(Saved entries)
<<<<

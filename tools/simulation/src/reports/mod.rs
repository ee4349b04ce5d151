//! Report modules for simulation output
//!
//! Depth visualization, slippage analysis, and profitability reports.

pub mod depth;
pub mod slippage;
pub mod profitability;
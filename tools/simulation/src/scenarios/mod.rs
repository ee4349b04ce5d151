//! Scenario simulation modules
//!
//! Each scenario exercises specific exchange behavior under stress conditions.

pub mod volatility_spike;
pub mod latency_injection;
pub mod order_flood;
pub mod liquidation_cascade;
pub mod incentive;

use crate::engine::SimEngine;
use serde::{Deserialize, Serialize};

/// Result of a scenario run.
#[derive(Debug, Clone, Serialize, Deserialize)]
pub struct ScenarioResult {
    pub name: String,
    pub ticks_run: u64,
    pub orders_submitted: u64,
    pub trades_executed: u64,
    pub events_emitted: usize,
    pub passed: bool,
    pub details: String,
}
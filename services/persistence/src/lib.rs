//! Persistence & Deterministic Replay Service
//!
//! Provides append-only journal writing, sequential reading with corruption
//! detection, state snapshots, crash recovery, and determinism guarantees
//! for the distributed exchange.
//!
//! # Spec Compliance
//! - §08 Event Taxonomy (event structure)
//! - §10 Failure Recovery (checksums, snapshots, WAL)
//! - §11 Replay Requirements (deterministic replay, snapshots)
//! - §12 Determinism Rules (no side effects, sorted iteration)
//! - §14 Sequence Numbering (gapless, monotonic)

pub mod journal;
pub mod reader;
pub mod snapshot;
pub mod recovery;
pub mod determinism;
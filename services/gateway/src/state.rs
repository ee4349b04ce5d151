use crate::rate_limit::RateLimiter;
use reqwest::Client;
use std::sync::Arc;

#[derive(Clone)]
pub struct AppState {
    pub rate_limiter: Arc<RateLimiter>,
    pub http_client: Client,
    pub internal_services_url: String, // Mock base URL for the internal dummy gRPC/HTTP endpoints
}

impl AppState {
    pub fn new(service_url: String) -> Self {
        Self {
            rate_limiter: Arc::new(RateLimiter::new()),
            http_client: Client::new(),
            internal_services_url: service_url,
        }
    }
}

>>>>
<<<<

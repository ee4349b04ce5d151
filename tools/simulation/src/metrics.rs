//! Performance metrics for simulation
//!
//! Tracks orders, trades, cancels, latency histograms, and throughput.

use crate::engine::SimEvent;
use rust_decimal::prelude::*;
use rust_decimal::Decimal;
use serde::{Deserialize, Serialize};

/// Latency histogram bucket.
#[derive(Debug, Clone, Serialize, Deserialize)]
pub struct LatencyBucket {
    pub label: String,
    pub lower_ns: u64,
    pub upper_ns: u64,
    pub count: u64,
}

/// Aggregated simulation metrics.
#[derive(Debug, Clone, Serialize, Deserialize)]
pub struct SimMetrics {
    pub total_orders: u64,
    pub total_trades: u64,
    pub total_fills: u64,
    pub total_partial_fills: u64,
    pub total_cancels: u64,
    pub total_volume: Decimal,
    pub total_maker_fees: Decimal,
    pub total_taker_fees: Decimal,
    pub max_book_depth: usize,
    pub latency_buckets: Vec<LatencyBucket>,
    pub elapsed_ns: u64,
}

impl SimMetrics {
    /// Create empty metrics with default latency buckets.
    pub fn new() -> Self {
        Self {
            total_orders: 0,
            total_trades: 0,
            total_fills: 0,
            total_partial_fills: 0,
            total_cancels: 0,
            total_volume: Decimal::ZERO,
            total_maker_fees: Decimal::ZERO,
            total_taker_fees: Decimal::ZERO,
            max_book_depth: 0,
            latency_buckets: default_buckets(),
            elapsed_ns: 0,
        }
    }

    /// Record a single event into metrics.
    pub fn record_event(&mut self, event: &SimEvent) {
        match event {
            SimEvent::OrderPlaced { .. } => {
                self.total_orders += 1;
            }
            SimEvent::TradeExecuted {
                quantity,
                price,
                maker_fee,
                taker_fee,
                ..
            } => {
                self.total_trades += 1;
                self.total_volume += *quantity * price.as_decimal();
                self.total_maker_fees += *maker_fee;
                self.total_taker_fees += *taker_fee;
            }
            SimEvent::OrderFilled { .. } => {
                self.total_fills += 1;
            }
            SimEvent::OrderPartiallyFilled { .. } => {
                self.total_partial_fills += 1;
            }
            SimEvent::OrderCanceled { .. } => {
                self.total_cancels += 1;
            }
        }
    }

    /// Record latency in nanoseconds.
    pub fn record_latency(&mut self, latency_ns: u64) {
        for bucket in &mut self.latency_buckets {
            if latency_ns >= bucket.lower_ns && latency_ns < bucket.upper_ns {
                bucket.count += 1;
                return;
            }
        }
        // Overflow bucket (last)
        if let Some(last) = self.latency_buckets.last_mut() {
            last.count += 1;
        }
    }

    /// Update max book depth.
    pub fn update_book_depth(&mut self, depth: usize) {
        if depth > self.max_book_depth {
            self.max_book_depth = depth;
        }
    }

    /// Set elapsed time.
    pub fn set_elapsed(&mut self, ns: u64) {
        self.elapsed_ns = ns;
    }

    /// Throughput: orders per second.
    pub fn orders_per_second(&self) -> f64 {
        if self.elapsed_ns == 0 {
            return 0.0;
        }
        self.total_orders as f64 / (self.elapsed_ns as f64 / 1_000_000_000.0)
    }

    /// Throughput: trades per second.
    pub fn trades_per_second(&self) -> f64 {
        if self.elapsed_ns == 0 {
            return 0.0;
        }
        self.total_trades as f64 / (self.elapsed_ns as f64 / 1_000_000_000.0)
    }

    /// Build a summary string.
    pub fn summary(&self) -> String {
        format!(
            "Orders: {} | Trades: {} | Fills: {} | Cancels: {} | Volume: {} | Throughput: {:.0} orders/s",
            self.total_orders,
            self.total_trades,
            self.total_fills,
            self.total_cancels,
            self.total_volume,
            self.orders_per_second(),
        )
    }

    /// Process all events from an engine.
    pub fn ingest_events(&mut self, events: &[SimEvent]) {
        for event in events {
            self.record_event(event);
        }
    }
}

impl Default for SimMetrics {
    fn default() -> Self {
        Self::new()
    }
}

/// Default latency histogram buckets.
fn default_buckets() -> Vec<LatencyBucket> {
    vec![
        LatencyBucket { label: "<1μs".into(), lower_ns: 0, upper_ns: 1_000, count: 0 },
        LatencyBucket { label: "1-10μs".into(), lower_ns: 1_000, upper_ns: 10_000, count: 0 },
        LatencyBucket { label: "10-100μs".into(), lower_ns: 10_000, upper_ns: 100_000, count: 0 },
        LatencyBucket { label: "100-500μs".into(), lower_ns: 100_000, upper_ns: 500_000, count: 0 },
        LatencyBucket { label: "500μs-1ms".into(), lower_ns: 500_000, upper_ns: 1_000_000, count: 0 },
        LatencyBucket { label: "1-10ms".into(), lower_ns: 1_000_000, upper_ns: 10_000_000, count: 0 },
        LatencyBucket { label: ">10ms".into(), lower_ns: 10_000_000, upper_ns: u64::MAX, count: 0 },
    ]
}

>>>>

■ **Work instructions**: Copy out, word for word, the part of the entries above that begins at the line with "filename tools/simulation/src/scenarios/mod.rs" and ends at the line with "filename services/gateway/src/state.rs", including both.

■ **Exercise response**:
filename tools/simulation/src/scenarios/mod.rs
repository ee4349b04ce5d151
//! Scenario simulation modules
//!
//! Each scenario exercises specific exchange behavior under stress conditions.

pub mod volatility_spike;
pub mod latency_injection;
pub mod order_flood;
pub mod liquidation_cascade;
pub mod incentive;

use crate::engine::SimEngine;
use serde::{Deserialize, Serialize};

/// Result of a scenario run.
#[derive(Debug, Clone, Serialize, Deserialize)]
pub struct ScenarioResult {
    pub name: String,
    pub ticks_run: u64,
    pub orders_submitted: u64,
    pub trades_executed: u64,
    pub events_emitted: usize,
    pub passed: bool,
    pub details: String,
}
filename services/persistence/src/lib.rs
//! Persistence & Deterministic Replay Service
//!
//! Provides append-only journal writing, sequential reading with corruption
//! detection, state snapshots, crash recovery, and determinism guarantees
//! for the distributed exchange.
//!
//! # Spec Compliance
//! - §08 Event Taxonomy (event structure)
//! - §10 Failure Recovery (checksums, snapshots, WAL)
//! - §11 Replay Requirements (deterministic replay, snapshots)
//! - §12 Determinism Rules (no side effects, sorted iteration)
//! - §14 Sequence Numbering (gapless, monotonic)

pub mod journal;
pub mod reader;
pub mod snapshot;
pub mod recovery;
pub mod determinism;
filename services/gateway/src/state.rs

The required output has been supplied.